### What to do
What does the data read, word for word, from the line containing "fn print_anomalies(anomalies: &[Anomaly])" through its final line? Give those lines only.

__________

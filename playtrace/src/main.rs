//! playtrace - query recorded playtime
//!
//! Sessions and totals are inferred from stored snapshots on every call;
//! nothing derived is ever written back.

use anyhow::{Context, Result};
use chrono::{DateTime, NaiveDate, Utc};
use clap::{Parser, Subcommand};
use playtrace_core::analytics::{most_recent, ranked_totals, write_sessions_json, GameTotal};
use playtrace_core::format::{format_minutes, format_window};
use playtrace_core::{Anomaly, Config, Database, SessionQuery, TimeWindow};
use std::path::{Path, PathBuf};

#[derive(Parser)]
#[command(name = "playtrace")]
#[command(about = "Query play sessions inferred from playtime snapshots")]
#[command(version)]
struct Cli {
    /// Database file (default: from config)
    #[arg(long, global = true)]
    db: Option<PathBuf>,

    #[command(subcommand)]
    command: Command,
}

#[derive(Subcommand)]
enum Command {
    /// List recorded players
    Players {
        /// Output JSON instead of a table
        #[arg(long)]
        json: bool,
    },
    /// Show inferred sessions for a player
    Sessions {
        #[command(flatten)]
        range: RangeArgs,

        /// Keep only the N most recent sessions
        #[arg(long)]
        limit: Option<usize>,

        /// Output JSON instead of a table
        #[arg(long)]
        json: bool,
    },
    /// Show per-game totals for a player, most played first
    Totals {
        #[command(flatten)]
        range: RangeArgs,

        /// Output JSON instead of a table
        #[arg(long)]
        json: bool,
    },
    /// Write all sessions as a JSON array for a static dashboard
    Export {
        /// Output file
        #[arg(short, long)]
        output: PathBuf,

        /// Restrict to these players (repeatable; default: all)
        #[arg(long = "player")]
        players: Vec<String>,
    },
}

#[derive(clap::Args)]
struct RangeArgs {
    /// Player id (steamid)
    #[arg(long)]
    player: String,

    /// Window start, RFC 3339 or YYYY-MM-DD (UTC)
    #[arg(long, value_parser = parse_time)]
    since: Option<DateTime<Utc>>,

    /// Window end, RFC 3339 or YYYY-MM-DD (UTC)
    #[arg(long, value_parser = parse_time)]
    until: Option<DateTime<Utc>>,
}

impl RangeArgs {
    fn window(&self) -> Result<TimeWindow> {
        if let (Some(since), Some(until)) = (self.since, self.until) {
            if since > until {
                anyhow::bail!("--since must not be after --until");
            }
        }
        Ok(TimeWindow {
            since: self.since,
            until: self.until,
        })
    }
}

fn parse_time(value: &str) -> std::result::Result<DateTime<Utc>, String> {
    if let Ok(ts) = DateTime::parse_from_rfc3339(value) {
        return Ok(ts.with_timezone(&Utc));
    }
    NaiveDate::parse_from_str(value, "%Y-%m-%d")
        .ok()
        .and_then(|d| d.and_hms_opt(0, 0, 0))
        .map(|dt| dt.and_utc())
        .ok_or_else(|| format!("invalid time {:?}: expected RFC 3339 or YYYY-MM-DD", value))
}

fn main() -> Result<()> {
    let cli = Cli::parse();

    let config = Config::load().context("failed to load configuration")?;
    let _log_guard =
        playtrace_core::logging::init(&config.logging).context("failed to initialize logging")?;

    let db_path = cli.db.clone().unwrap_or_else(|| config.resolved_database_path());
    if let Some(parent) = db_path.parent() {
        std::fs::create_dir_all(parent)
            .with_context(|| format!("failed to create {}", parent.display()))?;
    }
    let db = Database::open_with_timeout(&db_path, config.storage.busy_timeout())
        .context("failed to open database")?;
    db.migrate().context("failed to run database migrations")?;

    match cli.command {
        Command::Players { json } => cmd_players(&db, json),
        Command::Sessions { range, limit, json } => cmd_sessions(&db, &range, limit, json),
        Command::Totals { range, json } => cmd_totals(&db, &range, json),
        Command::Export { output, players } => cmd_export(&db, &output, &players),
    }
}

fn cmd_players(db: &Database, json: bool) -> Result<()> {
    let players = db.list_player_overviews().context("failed to list players")?;

    if json {
        println!("{}", serde_json::to_string_pretty(&players)?);
        return Ok(());
    }

    if players.is_empty() {
        println!("No players recorded yet.");
        println!("Run 'playtrace-poll' or 'playtrace-ingest' first.");
        return Ok(());
    }

    println!("{:<20} {:<24} {:>9}  LAST CAPTURE", "PLAYER", "NAME", "SNAPSHOTS");
    for p in &players {
        println!(
            "{:<20} {:<24} {:>9}  {}",
            p.player_id,
            p.player_name.as_deref().unwrap_or("-"),
            p.snapshot_count,
            p.last_captured_at.format("%Y-%m-%d %H:%M UTC")
        );
    }
    Ok(())
}

fn cmd_sessions(db: &Database, range: &RangeArgs, limit: Option<usize>, json: bool) -> Result<()> {
    let window = range.window()?;
    let report = SessionQuery::new(db)
        .sessions_for(&range.player, &window)
        .with_context(|| format!("failed to read sessions for {}", range.player))?;

    print_anomalies(&report.anomalies);
    let sessions = most_recent(report.sessions, limit);

    if json {
        println!("{}", serde_json::to_string_pretty(&sessions)?);
        return Ok(());
    }

    if sessions.is_empty() {
        println!("No sessions found for {}.", range.player);
        return Ok(());
    }

    for s in &sessions {
        let window = u64::try_from(s.window_minutes()).unwrap_or(0);
        println!(
            "{:<28} {:>8} of {:<8} {}",
            format_window(s.window_start, s.window_end),
            format_minutes(s.minutes),
            format_minutes(window),
            s.display_name
        );
    }
    let total: u64 = sessions.iter().map(|s| s.minutes).sum();
    println!("\n{} session(s), {} played", sessions.len(), format_minutes(total));
    Ok(())
}

fn cmd_totals(db: &Database, range: &RangeArgs, json: bool) -> Result<()> {
    let window = range.window()?;
    let totals = SessionQuery::new(db)
        .totals_for(&range.player, &window)
        .with_context(|| format!("failed to compute totals for {}", range.player))?;
    let ranked: Vec<GameTotal> = ranked_totals(&totals);

    if json {
        println!("{}", serde_json::to_string_pretty(&ranked)?);
        return Ok(());
    }

    if ranked.is_empty() {
        println!("No playtime recorded for {}.", range.player);
        return Ok(());
    }

    for t in &ranked {
        println!(
            "{:>8}  {:>3} session(s)  {}",
            format_minutes(t.minutes),
            t.session_count,
            t.display_name
        );
    }
    Ok(())
}

fn cmd_export(db: &Database, output: &Path, players: &[String]) -> Result<()> {
    let only = (!players.is_empty()).then_some(players);
    let (sessions, anomalies) = SessionQuery::new(db)
        .sessions_for_players(only, &TimeWindow::all())
        .context("failed to read sessions")?;

    print_anomalies(&anomalies);
    write_sessions_json(&sessions, output)
        .with_context(|| format!("failed to write {}", output.display()))?;

    println!("Exported {} session(s) to {}", sessions.len(), output.display());
    Ok(())
}

fn print_anomalies(anomalies: &[Anomaly]) {
    for anomaly in anomalies {
        eprintln!("warning: {}", anomaly);
    }
}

__________

### Answer to the problem
fn print_anomalies(anomalies: &[Anomaly]) {
    for anomaly in anomalies {
        eprintln!("warning: {}", anomaly);
    }
}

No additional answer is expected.